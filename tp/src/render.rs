//! Terminal presentation of session notifications

use std::fs;
use std::io::Write;
use std::path::Path;

use colored::Colorize;
use eyre::{Context, Result};
use serde::Serialize;
use tracing::{debug, info};

use crate::cli::OutputFormat;
use crate::session::{FinalReport, Notification, Phase, SessionId, SessionOutcome};

/// Progress line for a non-terminal notification
///
/// Returns `None` for outcomes, which are rendered by [`write_outcome`].
pub fn progress_line(notification: &Notification) -> Option<String> {
    match notification {
        Notification::Phase {
            phase: Phase::Connecting,
            ..
        } => Some(format!("{} connecting to the planner...", "~".dimmed())),
        Notification::Phase {
            phase: Phase::Streaming,
            ..
        } => Some(format!("{} planning started", "~".dimmed())),
        Notification::Phase { .. } => None,
        Notification::Status { message, .. } => Some(format!("{} {}", ">".cyan(), message)),
        Notification::Outcome { .. } => None,
    }
}

#[derive(Serialize)]
struct JsonOutcome<'a> {
    session: SessionId,
    #[serde(flatten)]
    outcome: &'a SessionOutcome,
}

/// Write a terminal outcome to `out`
///
/// Text format prints the itinerary markdown for a success and a red error
/// line for a failure. JSON format prints the outcome as one object.
pub fn write_outcome<W: Write>(
    out: &mut W,
    id: SessionId,
    outcome: &SessionOutcome,
    format: OutputFormat,
) -> Result<()> {
    debug!(%id, ?format, "write_outcome: called");
    match format {
        OutputFormat::Json => {
            let json = serde_json::to_string_pretty(&JsonOutcome { session: id, outcome })?;
            writeln!(out, "{}", json)?;
        }
        OutputFormat::Text => match outcome {
            SessionOutcome::Success(report) => {
                writeln!(out, "{}", report.markdown.trim_end())?;
            }
            SessionOutcome::Failed(failure) => {
                writeln!(
                    out,
                    "{} {} ({})",
                    "Error:".red().bold(),
                    failure.message,
                    failure.kind.name().dimmed()
                )?;
            }
        },
    }
    Ok(())
}

/// Save the report's map HTML to `path`
///
/// Returns `false` when the report carries no map.
pub fn save_map(report: &FinalReport, path: &Path) -> Result<bool> {
    debug!(?path, "save_map: called");
    let Some(html) = report.map_html.as_deref() else {
        debug!("save_map: report has no map");
        return Ok(false);
    };

    if let Some(parent) = path.parent().filter(|p| !p.as_os_str().is_empty()) {
        fs::create_dir_all(parent).context(format!("Failed to create {}", parent.display()))?;
    }
    fs::write(path, html).context(format!("Failed to write map to {}", path.display()))?;
    info!("Saved itinerary map to {}", path.display());
    Ok(true)
}

#[cfg(test)]
mod tests {
    use super::*;
    use crate::session::{FailureKind, SessionFailure};
    use tempfile::TempDir;

    fn plain() {
        colored::control::set_override(false);
    }

    #[test]
    fn test_progress_lines() {
        plain();
        let id = SessionId(1);
        let connecting = Notification::Phase {
            id,
            phase: Phase::Connecting,
        };
        assert_eq!(progress_line(&connecting).unwrap(), "~ connecting to the planner...");

        let status = Notification::Status {
            id,
            message: "Finding flights".to_string(),
        };
        assert_eq!(progress_line(&status).unwrap(), "> Finding flights");

        let outcome = Notification::Outcome {
            id,
            outcome: SessionOutcome::Success(FinalReport {
                markdown: String::new(),
                map_html: None,
            }),
        };
        assert!(progress_line(&outcome).is_none());
    }

    #[test]
    fn test_write_outcome_text() {
        plain();
        let mut out = Vec::new();
        let outcome = SessionOutcome::Success(FinalReport {
            markdown: "# Day 1\n\n".to_string(),
            map_html: None,
        });
        write_outcome(&mut out, SessionId(1), &outcome, OutputFormat::Text).unwrap();
        assert_eq!(String::from_utf8(out).unwrap(), "# Day 1\n");

        let mut out = Vec::new();
        let outcome = SessionOutcome::Failed(SessionFailure {
            kind: FailureKind::PrematureClose,
            message: "stream ended before completion".to_string(),
        });
        write_outcome(&mut out, SessionId(1), &outcome, OutputFormat::Text).unwrap();
        let text = String::from_utf8(out).unwrap();
        assert!(text.starts_with("Error: stream ended before completion"));
    }

    #[test]
    fn test_write_outcome_json() {
        let mut out = Vec::new();
        let outcome = SessionOutcome::Success(FinalReport {
            markdown: "# Trip".to_string(),
            map_html: Some("<html/>".to_string()),
        });
        write_outcome(&mut out, SessionId(7), &outcome, OutputFormat::Json).unwrap();

        let value: serde_json::Value = serde_json::from_slice(&out).unwrap();
        assert_eq!(value["session"], 7);
        assert_eq!(value["outcome"], "success");
    }

    #[test]
    fn test_save_map() {
        let dir = TempDir::new().unwrap();
        let path = dir.path().join("maps").join("trip.html");
        let report = FinalReport {
            markdown: "# Trip".to_string(),
            map_html: Some("<html>map</html>".to_string()),
        };
        assert!(save_map(&report, &path).unwrap());
        assert_eq!(fs::read_to_string(&path).unwrap(), "<html>map</html>");

        let no_map = FinalReport {
            markdown: "# Trip".to_string(),
            map_html: None,
        };
        assert!(!save_map(&no_map, &dir.path().join("none.html")).unwrap());
    }
}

------------

§ Work order: Write every line of the material out again exactly.

§ Exercise solution:
filename tp/src/render.rs
//! Terminal presentation of session notifications

use std::fs;
use std::io::Write;
use std::path::Path;

use colored::Colorize;
use eyre::{Context, Result};
use serde::Serialize;
use tracing::{debug, info};

use crate::cli::OutputFormat;
use crate::session::{FinalReport, Notification, Phase, SessionId, SessionOutcome};

/// Progress line for a non-terminal notification
///
/// Returns `None` for outcomes, which are rendered by [`write_outcome`].
pub fn progress_line(notification: &Notification) -> Option<String> {
    match notification {
        Notification::Phase {
            phase: Phase::Connecting,
            ..
        } => Some(format!("{} connecting to the planner...", "~".dimmed())),
        Notification::Phase {
            phase: Phase::Streaming,
            ..
        } => Some(format!("{} planning started", "~".dimmed())),
        Notification::Phase { .. } => None,
        Notification::Status { message, .. } => Some(format!("{} {}", ">".cyan(), message)),
        Notification::Outcome { .. } => None,
    }
}

#[derive(Serialize)]
struct JsonOutcome<'a> {
    session: SessionId,
    #[serde(flatten)]
    outcome: &'a SessionOutcome,
}

/// Write a terminal outcome to `out`
///
/// Text format prints the itinerary markdown for a success and a red error
/// line for a failure. JSON format prints the outcome as one object.
pub fn write_outcome<W: Write>(
    out: &mut W,
    id: SessionId,
    outcome: &SessionOutcome,
    format: OutputFormat,
) -> Result<()> {
    debug!(%id, ?format, "write_outcome: called");
    match format {
        OutputFormat::Json => {
            let json = serde_json::to_string_pretty(&JsonOutcome { session: id, outcome })?;
            writeln!(out, "{}", json)?;
        }
        OutputFormat::Text => match outcome {
            SessionOutcome::Success(report) => {
                writeln!(out, "{}", report.markdown.trim_end())?;
            }
            SessionOutcome::Failed(failure) => {
                writeln!(
                    out,
                    "{} {} ({})",
                    "Error:".red().bold(),
                    failure.message,
                    failure.kind.name().dimmed()
                )?;
            }
        },
    }
    Ok(())
}

/// Save the report's map HTML to `path`
///
/// Returns `false` when the report carries no map.
pub fn save_map(report: &FinalReport, path: &Path) -> Result<bool> {
    debug!(?path, "save_map: called");
    let Some(html) = report.map_html.as_deref() else {
        debug!("save_map: report has no map");
        return Ok(false);
    };

    if let Some(parent) = path.parent().filter(|p| !p.as_os_str().is_empty()) {
        fs::create_dir_all(parent).context(format!("Failed to create {}", parent.display()))?;
    }
    fs::write(path, html).context(format!("Failed to write map to {}", path.display()))?;
    info!("Saved itinerary map to {}", path.display());
    Ok(true)
}

#[cfg(test)]
mod tests {
    use super::*;
    use crate::session::{FailureKind, SessionFailure};
    use tempfile::TempDir;

    fn plain() {
        colored::control::set_override(false);
    }

    #[test]
    fn test_progress_lines() {
        plain();
        let id = SessionId(1);
        let connecting = Notification::Phase {
            id,
            phase: Phase::Connecting,
        };
        assert_eq!(progress_line(&connecting).unwrap(), "~ connecting to the planner...");

        let status = Notification::Status {
            id,
            message: "Finding flights".to_string(),
        };
        assert_eq!(progress_line(&status).unwrap(), "> Finding flights");

        let outcome = Notification::Outcome {
            id,
            outcome: SessionOutcome::Success(FinalReport {
                markdown: String::new(),
                map_html: None,
            }),
        };
        assert!(progress_line(&outcome).is_none());
    }

    #[test]
    fn test_write_outcome_text() {
        plain();
        let mut out = Vec::new();
        let outcome = SessionOutcome::Success(FinalReport {
            markdown: "# Day 1\n\n".to_string(),
            map_html: None,
        });
        write_outcome(&mut out, SessionId(1), &outcome, OutputFormat::Text).unwrap();
        assert_eq!(String::from_utf8(out).unwrap(), "# Day 1\n");

        let mut out = Vec::new();
        let outcome = SessionOutcome::Failed(SessionFailure {
            kind: FailureKind::PrematureClose,
            message: "stream ended before completion".to_string(),
        });
        write_outcome(&mut out, SessionId(1), &outcome, OutputFormat::Text).unwrap();
        let text = String::from_utf8(out).unwrap();
        assert!(text.starts_with("Error: stream ended before completion"));
    }

    #[test]
    fn test_write_outcome_json() {
        let mut out = Vec::new();
        let outcome = SessionOutcome::Success(FinalReport {
            markdown: "# Trip".to_string(),
            map_html: Some("<html/>".to_string()),
        });
        write_outcome(&mut out, SessionId(7), &outcome, OutputFormat::Json).unwrap();

        let value: serde_json::Value = serde_json::from_slice(&out).unwrap();
        assert_eq!(value["session"], 7);
        assert_eq!(value["outcome"], "success");
    }

    #[test]
    fn test_save_map() {
        let dir = TempDir::new().unwrap();
        let path = dir.path().join("maps").join("trip.html");
        let report = FinalReport {
            markdown: "# Trip".to_string(),
            map_html: Some("<html>map</html>".to_string()),
        };
        assert!(save_map(&report, &path).unwrap());
        assert_eq!(fs::read_to_string(&path).unwrap(), "<html>map</html>");

        let no_map = FinalReport {
            markdown: "# Trip".to_string(),
            map_html: None,
        };
        assert!(!save_map(&no_map, &dir.path().join("none.html")).unwrap());
    }
}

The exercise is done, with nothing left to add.